EXERCISE INSTRUCTIONS:
Check the material that follows for the word "true" and say how many lines contain it, with no other words.

EXERCISE DATA:
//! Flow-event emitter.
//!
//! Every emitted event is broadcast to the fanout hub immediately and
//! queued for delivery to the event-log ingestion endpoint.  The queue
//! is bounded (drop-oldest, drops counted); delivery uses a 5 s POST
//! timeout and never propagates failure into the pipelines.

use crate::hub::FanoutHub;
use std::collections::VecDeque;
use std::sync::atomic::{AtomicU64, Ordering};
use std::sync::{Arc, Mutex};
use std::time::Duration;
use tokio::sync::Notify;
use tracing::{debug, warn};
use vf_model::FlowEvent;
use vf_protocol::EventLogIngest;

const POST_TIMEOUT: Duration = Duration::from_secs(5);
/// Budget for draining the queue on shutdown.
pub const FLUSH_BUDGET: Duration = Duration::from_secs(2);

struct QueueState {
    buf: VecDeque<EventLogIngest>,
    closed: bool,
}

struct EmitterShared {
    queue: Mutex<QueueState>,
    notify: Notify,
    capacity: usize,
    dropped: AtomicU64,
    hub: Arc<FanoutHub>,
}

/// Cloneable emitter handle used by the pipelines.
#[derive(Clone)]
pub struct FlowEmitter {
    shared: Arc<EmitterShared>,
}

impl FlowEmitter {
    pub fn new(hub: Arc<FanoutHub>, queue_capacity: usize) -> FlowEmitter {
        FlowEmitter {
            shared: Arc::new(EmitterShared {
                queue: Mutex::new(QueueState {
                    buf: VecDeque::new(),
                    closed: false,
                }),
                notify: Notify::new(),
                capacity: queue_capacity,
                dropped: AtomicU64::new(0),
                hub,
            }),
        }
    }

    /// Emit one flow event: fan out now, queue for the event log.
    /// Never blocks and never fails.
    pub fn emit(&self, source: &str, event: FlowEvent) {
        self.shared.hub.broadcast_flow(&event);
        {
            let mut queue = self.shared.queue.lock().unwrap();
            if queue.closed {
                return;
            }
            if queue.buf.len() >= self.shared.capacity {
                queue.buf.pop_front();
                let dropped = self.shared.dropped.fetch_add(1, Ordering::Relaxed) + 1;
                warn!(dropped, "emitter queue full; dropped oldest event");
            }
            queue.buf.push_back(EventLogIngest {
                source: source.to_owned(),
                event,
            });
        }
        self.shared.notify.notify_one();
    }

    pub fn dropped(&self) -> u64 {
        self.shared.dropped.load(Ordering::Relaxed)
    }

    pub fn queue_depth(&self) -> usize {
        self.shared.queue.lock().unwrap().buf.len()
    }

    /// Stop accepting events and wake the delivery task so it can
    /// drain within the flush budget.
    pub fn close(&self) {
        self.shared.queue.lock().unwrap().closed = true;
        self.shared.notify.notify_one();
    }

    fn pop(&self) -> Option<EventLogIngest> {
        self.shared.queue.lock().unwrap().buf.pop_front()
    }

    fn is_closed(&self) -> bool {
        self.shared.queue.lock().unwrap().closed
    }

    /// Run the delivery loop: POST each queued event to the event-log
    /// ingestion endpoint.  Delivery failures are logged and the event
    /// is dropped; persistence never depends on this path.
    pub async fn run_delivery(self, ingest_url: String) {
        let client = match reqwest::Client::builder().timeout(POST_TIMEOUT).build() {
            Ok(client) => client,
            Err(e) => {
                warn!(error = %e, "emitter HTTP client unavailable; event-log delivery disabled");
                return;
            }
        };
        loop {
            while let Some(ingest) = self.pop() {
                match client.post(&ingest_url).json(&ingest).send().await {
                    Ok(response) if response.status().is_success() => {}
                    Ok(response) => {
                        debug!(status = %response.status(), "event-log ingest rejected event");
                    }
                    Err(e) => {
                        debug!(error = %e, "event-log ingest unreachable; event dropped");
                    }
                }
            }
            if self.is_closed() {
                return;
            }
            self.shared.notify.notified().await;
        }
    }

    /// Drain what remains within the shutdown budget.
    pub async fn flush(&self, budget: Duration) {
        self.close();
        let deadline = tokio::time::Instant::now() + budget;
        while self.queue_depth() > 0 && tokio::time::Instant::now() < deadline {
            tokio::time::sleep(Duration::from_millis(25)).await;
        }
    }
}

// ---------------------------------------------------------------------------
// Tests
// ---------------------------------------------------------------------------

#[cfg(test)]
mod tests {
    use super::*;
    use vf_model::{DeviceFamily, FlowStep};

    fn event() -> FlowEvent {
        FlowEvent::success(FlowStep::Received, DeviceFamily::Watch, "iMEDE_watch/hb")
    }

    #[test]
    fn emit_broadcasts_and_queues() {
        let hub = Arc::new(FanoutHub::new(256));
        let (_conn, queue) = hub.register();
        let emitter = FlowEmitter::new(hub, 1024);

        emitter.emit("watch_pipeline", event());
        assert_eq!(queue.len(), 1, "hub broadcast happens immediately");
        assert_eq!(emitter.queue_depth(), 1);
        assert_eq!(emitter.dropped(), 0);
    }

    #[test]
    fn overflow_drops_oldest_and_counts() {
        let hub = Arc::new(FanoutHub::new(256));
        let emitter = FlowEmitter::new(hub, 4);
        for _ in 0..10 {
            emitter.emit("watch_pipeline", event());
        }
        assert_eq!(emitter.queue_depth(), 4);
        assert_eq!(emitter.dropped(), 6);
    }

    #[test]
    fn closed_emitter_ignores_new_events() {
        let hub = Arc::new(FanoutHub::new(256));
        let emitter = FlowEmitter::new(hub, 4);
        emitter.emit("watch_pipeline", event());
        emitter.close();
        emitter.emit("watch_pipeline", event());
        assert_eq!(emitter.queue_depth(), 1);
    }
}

...

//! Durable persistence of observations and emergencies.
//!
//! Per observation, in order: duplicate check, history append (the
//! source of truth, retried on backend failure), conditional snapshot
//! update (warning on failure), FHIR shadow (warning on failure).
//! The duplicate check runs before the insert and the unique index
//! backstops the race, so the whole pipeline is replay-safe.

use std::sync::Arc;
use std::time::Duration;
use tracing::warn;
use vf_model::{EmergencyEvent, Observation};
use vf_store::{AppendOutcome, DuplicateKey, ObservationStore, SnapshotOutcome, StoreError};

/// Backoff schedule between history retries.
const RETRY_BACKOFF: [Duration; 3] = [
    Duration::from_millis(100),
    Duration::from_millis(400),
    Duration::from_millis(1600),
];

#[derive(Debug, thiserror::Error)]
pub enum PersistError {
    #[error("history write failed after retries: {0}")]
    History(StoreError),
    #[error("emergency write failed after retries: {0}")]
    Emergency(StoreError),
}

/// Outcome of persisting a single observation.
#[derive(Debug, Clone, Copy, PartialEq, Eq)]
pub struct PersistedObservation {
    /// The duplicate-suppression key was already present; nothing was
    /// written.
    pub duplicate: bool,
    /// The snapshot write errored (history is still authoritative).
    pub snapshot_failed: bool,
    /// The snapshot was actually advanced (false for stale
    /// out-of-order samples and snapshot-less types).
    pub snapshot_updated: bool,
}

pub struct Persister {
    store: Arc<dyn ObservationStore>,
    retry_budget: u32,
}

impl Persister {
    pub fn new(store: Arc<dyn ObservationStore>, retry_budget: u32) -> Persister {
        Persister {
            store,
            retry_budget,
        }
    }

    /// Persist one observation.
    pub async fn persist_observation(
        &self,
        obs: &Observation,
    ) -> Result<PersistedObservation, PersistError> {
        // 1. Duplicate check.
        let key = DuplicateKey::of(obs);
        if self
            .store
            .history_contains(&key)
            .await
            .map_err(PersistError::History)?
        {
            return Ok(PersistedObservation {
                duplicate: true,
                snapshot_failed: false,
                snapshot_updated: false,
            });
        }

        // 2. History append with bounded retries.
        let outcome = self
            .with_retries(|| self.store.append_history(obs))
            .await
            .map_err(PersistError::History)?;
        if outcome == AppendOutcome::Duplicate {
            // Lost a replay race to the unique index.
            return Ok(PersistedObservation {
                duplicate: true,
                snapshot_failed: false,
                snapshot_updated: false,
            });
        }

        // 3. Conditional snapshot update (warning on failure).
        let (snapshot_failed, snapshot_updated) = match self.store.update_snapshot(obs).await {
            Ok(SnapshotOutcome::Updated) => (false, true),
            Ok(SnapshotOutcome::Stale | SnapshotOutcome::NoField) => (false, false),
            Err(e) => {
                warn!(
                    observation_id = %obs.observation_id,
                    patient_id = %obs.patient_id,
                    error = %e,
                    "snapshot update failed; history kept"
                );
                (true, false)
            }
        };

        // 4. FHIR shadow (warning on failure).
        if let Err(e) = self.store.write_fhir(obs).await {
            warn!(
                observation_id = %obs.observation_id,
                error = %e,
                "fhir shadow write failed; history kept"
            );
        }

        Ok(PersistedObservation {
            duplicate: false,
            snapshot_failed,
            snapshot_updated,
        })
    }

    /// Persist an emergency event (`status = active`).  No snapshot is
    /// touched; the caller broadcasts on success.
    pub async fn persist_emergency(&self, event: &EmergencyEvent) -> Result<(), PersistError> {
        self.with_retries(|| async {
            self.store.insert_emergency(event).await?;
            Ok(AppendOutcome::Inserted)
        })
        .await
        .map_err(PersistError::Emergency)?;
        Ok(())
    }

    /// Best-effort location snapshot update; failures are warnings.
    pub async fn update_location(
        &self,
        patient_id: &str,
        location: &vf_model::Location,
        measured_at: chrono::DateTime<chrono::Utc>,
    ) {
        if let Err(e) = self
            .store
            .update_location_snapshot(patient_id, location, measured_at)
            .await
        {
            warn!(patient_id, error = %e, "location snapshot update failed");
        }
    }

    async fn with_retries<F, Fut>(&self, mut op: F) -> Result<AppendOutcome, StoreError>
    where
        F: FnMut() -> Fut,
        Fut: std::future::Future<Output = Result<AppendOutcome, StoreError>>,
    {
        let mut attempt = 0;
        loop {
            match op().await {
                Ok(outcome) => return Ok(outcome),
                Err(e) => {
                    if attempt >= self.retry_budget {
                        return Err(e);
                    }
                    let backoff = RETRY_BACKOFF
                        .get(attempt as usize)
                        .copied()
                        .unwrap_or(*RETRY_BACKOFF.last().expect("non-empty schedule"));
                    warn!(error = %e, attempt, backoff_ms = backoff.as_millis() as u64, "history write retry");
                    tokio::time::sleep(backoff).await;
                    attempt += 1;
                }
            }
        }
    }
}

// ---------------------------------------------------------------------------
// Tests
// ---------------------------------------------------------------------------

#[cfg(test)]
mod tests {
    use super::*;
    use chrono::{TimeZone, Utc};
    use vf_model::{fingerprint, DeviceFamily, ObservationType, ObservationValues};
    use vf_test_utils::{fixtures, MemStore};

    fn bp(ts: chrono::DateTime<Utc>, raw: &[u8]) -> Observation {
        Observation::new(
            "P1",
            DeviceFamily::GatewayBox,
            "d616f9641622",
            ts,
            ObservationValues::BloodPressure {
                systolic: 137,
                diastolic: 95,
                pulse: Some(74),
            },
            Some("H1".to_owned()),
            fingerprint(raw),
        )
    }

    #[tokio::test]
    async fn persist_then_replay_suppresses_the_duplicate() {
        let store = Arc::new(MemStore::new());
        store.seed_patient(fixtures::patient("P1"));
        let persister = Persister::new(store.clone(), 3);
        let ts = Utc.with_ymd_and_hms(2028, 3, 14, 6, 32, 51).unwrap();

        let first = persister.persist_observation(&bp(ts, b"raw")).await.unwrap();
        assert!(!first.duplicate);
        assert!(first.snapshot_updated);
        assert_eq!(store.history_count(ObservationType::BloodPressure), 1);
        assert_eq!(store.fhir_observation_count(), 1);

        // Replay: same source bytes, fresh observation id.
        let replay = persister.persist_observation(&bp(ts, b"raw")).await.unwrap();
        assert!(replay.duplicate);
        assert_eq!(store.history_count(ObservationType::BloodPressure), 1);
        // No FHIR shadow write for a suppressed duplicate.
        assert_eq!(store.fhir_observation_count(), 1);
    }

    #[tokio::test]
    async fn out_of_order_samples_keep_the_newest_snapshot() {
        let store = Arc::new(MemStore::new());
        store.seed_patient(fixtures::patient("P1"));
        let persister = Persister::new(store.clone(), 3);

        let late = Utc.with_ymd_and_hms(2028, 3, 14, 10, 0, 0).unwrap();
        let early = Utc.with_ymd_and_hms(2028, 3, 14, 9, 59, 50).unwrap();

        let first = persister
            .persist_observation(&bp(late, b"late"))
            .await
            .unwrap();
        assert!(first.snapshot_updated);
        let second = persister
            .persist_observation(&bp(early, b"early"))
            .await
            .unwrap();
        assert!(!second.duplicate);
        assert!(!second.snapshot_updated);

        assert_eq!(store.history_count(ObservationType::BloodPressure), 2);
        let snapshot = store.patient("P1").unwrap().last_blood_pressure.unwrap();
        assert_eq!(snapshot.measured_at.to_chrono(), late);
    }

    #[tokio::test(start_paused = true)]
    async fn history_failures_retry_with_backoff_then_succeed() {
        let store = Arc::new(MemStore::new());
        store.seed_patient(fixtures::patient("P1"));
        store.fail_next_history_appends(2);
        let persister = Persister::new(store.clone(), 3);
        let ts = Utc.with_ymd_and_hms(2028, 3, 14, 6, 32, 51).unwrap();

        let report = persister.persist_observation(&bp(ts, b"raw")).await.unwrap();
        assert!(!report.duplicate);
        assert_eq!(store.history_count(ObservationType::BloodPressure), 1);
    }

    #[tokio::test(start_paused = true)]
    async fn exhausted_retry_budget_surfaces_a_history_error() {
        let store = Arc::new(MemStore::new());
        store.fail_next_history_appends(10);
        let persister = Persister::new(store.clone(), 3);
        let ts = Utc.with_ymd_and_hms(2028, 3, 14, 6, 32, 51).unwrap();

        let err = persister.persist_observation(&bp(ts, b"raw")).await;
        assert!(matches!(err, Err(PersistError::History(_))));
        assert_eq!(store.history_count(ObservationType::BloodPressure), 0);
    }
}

RESPONSE TO THE TASK:
7